Scrolling through Instagram the other night I saw this post from TeachersConnect that made me pause:
I don’t know about you but I have like, 20 students who I need to try this with, but one in particular came to mind immediately. I bet the same’s true for you. Because it’s April and we’ve tried everything and we are so tired of trying to be creative. And then we feel guilty for not trying to be more creative. And so on…
This student and I haven’t had a great year. We just can’t seem to mesh or even co-exist in a space for very long before my blood pressure rises and he’s telling me to “cool it, bruh.”
(If you’re thinking: “Omg, why would you allow a student to talk to you that way!? I would never.” I’ll talk more about this in another post at another time.)
Although he’s never told me to “f— off”, he’s told many of his peers to in front of me, and for some weird reason that feels worse. I’ve tried talking to him about his homophobic, racist, sexist “jokes”, his disregard for our classroom space in general, and have struggled so hard with the most impenetrable force field of defiance.
Every day has been a battle of some size. So, I knew this was something I needed to try.
So during class Monday, right after he chucked a pencil at someone, I literally turned on my heel, went up to him, and asked how his dad was doing. I think he was confused at first, but he didn’t shut me down. So I inched on a little bit, tossing out crumbs of info I know about his father–he works in construction in the area. And two shockingly wonderful things happened:
I saw my student as a kid and I think he felt like a kid.
I’m hugely, majorly into helping kids grow into themselves, but it was like he was happy he’d been let off the hook and could just talk about his dad and his job. The conversation truly was about two minutes long, but it made me relax my shoulders and breathe when I walked away from him.
I felt like I’d wiped a very, very foggy window clean and saw him.

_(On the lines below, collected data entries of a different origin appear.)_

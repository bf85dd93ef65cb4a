//! AWS Secrets Manager backend via the official SDK.
//!
//! Each secret is stored under `{prefix}/{path}` with a JSON payload that
//! embeds the broker's monotonic version alongside the field map (Secrets
//! Manager's own version ids are opaque UUIDs). Compare-and-set is
//! read-compare-write; Secrets Manager has no native CAS.

use crate::backend::{SecretsBackend, regenerate_fields};
use crate::errors::{Error, Result};
use crate::path::SecretPath;
use crate::types::SecretValue;
use async_trait::async_trait;
use aws_config::{BehaviorVersion, Region};
use aws_sdk_secretsmanager::Client;
use aws_sdk_secretsmanager::error::{ProvideErrorMetadata, SdkError};
use serde::{Deserialize, Serialize};
use std::collections::BTreeMap;

const BACKEND_NAME: &str = "aws-secrets-manager";
const DEFAULT_PREFIX: &str = "keyrelay";

/// Settings for the Secrets Manager adapter.
///
/// Credentials come from the standard AWS provider chain; the adapter itself
/// never reads process environment.
#[derive(Debug, Clone)]
pub struct AwsSmConfig {
    pub prefix: String,
    pub region: Option<String>,
    pub endpoint: Option<String>,
}

impl Default for AwsSmConfig {
    fn default() -> Self {
        Self {
            prefix: DEFAULT_PREFIX.to_string(),
            region: None,
            endpoint: None,
        }
    }
}

/// AWS Secrets Manager adapter.
pub struct AwsSecretsManagerBackend {
    client: Client,
    prefix: String,
}

impl AwsSecretsManagerBackend {
    /// Resolve the AWS shared configuration and build the client.
    pub async fn connect(config: AwsSmConfig) -> Self {
        let mut loader = aws_config::defaults(BehaviorVersion::latest());
        if let Some(region) = &config.region {
            loader = loader.region(Region::new(region.clone()));
        }
        let shared = loader.load().await;

        let mut builder = aws_sdk_secretsmanager::config::Builder::from(&shared);
        if let Some(endpoint) = &config.endpoint {
            builder = builder.endpoint_url(endpoint);
        }
        Self::from_client(Client::from_conf(builder.build()), config.prefix)
    }

    /// Wrap an already-configured client (used by tests against emulators).
    pub fn from_client(client: Client, prefix: impl Into<String>) -> Self {
        Self {
            client,
            prefix: prefix.into(),
        }
    }

    fn secret_id(&self, path: &SecretPath) -> String {
        format!(
            "{prefix}/{path}",
            prefix = self.prefix.trim_matches('/'),
            path = path
        )
    }

    async fn read_stored(&self, path: &SecretPath) -> Result<Option<StoredSecret>> {
        let result = self
            .client
            .get_secret_value()
            .secret_id(self.secret_id(path))
            .send()
            .await;

        let output = match result {
            Ok(output) => output,
            Err(err) => {
                // InvalidRequestException covers secrets scheduled for
                // deletion; both read as absent.
                if matches!(
                    service_code(&err).as_deref(),
                    Some("ResourceNotFoundException") | Some("InvalidRequestException")
                ) {
                    return Ok(None);
                }
                return Err(map_sdk_error("get secret value", err));
            }
        };

        let raw = output.secret_string().ok_or_else(|| {
            Error::Internal(format!("secret {path} does not hold a string payload"))
        })?;
        decode_stored(raw).map(Some)
    }

    async fn write_stored(&self, path: &SecretPath, stored: &StoredSecret) -> Result<()> {
        let payload = encode_stored(stored)?;
        let secret_id = self.secret_id(path);

        let put = self
            .client
            .put_secret_value()
            .secret_id(&secret_id)
            .secret_string(&payload)
            .send()
            .await;
        match put {
            Ok(_) => Ok(()),
            Err(err) if service_code(&err).as_deref() == Some("ResourceNotFoundException") => {
                let create = self
                    .client
                    .create_secret()
                    .name(&secret_id)
                    .secret_string(&payload)
                    .send()
                    .await;
                match create {
                    Ok(_) => Ok(()),
                    Err(err) => {
                        if let SdkError::ServiceError(context) = &err {
                            // Lost a create race; the plain put now succeeds.
                            if context.err().is_resource_exists_exception() {
                                self.client
                                    .put_secret_value()
                                    .secret_id(&secret_id)
                                    .secret_string(&payload)
                                    .send()
                                    .await
                                    .map_err(|err| map_sdk_error("put secret value", err))?;
                                return Ok(());
                            }
                        }
                        Err(map_sdk_error("create secret", err))
                    }
                }
            }
            Err(err) => Err(map_sdk_error("put secret value", err)),
        }
    }
}

#[async_trait]
impl SecretsBackend for AwsSecretsManagerBackend {
    fn name(&self) -> &str {
        BACKEND_NAME
    }

    async fn fetch(&self, path: &SecretPath) -> Result<Option<SecretValue>> {
        Ok(self
            .read_stored(path)
            .await?
            .map(|stored| SecretValue::new(stored.fields, stored.version)))
    }

    async fn store(
        &self,
        path: &SecretPath,
        fields: BTreeMap<String, String>,
        expected_version: Option<u64>,
    ) -> Result<u64> {
        let current = self
            .read_stored(path)
            .await?
            .map(|stored| stored.version)
            .unwrap_or(0);

        if let Some(expected) = expected_version {
            if expected != current {
                return Err(Error::Conflict {
                    expected,
                    actual: current,
                });
            }
        }

        let stored = StoredSecret {
            version: current + 1,
            fields,
        };
        self.write_stored(path, &stored).await?;
        Ok(stored.version)
    }

    async fn rotate(&self, path: &SecretPath) -> Result<SecretValue> {
        let current = self.read_stored(path).await?.ok_or_else(|| Error::NotFound {
            path: path.to_string(),
        })?;

        let stored = StoredSecret {
            version: current.version + 1,
            fields: regenerate_fields(&current.fields),
        };
        self.write_stored(path, &stored).await?;
        Ok(SecretValue::new(stored.fields, stored.version))
    }

    async fn delete(&self, path: &SecretPath) -> Result<()> {
        if self.read_stored(path).await?.is_none() {
            return Err(Error::NotFound {
                path: path.to_string(),
            });
        }

        // Without force, the name stays reserved for the recovery window and
        // a later store on the same path would fail.
        self.client
            .delete_secret()
            .secret_id(self.secret_id(path))
            .force_delete_without_recovery(true)
            .send()
            .await
            .map_err(|err| map_sdk_error("delete secret", err))?;
        Ok(())
    }
}

/// Persisted payload: the field map plus the broker's monotonic version.
#[derive(Debug, Clone, Serialize, Deserialize)]
struct StoredSecret {
    version: u64,
    fields: BTreeMap<String, String>,
}

fn encode_stored(stored: &StoredSecret) -> Result<String> {
    serde_json::to_string(stored)
        .map_err(|err| Error::Internal(format!("serialize secret payload: {err}")))
}

fn decode_stored(raw: &str) -> Result<StoredSecret> {
    serde_json::from_str(raw)
        .map_err(|err| Error::Internal(format!("decode secret payload: {err}")))
}

fn service_code<E, R>(err: &SdkError<E, R>) -> Option<String>
where
    E: ProvideErrorMetadata,
{
    if let SdkError::ServiceError(context) = err {
        return context.err().code().map(str::to_string);
    }
    None
}

fn map_sdk_error<E, R>(operation: &str, err: SdkError<E, R>) -> Error
where
    E: ProvideErrorMetadata,
{
    match &err {
        SdkError::ServiceError(context) => {
            let meta = context.err();
            let detail = meta.message().unwrap_or("request failed");
            taxonomy_for_code(meta.code(), operation, detail)
        }
        SdkError::TimeoutError(_) | SdkError::DispatchFailure(_) => {
            Error::Unavailable(format!("{operation}: {err}"))
        }
        _ => Error::Internal(format!("{operation}: {err}")),
    }
}

fn taxonomy_for_code(code: Option<&str>, operation: &str, detail: &str) -> Error {
    match code {
        Some("ThrottlingException") | Some("TooManyRequestsException")
        | Some("LimitExceededException") => Error::RateLimited(format!("{operation}: {detail}")),
        Some("AccessDeniedException") | Some("UnrecognizedClientException")
        | Some("ExpiredTokenException") | Some("InvalidSignatureException") => Error::Unauthorized {
            reason: format!("aws rejected the credentials: {detail}"),
        },
        Some("InternalServiceError") | Some("ServiceUnavailableException") => {
            Error::Unavailable(format!("{operation}: {detail}"))
        }
        _ => Error::Internal(format!("{operation}: {detail}")),
    }
}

I don’t want to be cliche and say that it’s never too late to establish or repair a relationship because I know that’s much easier said than done and so many of us go out of our way every single day to do just that.
And we’re tired.
But this student did come to my door today and did greet me with respect, which he has never done before. We even bantered about my lame lunch. And then he took a phone call and left the room. Nothing’s perfect and navigating relationships with teenagers is like off-roading, but it still felt like something was more right than wrong.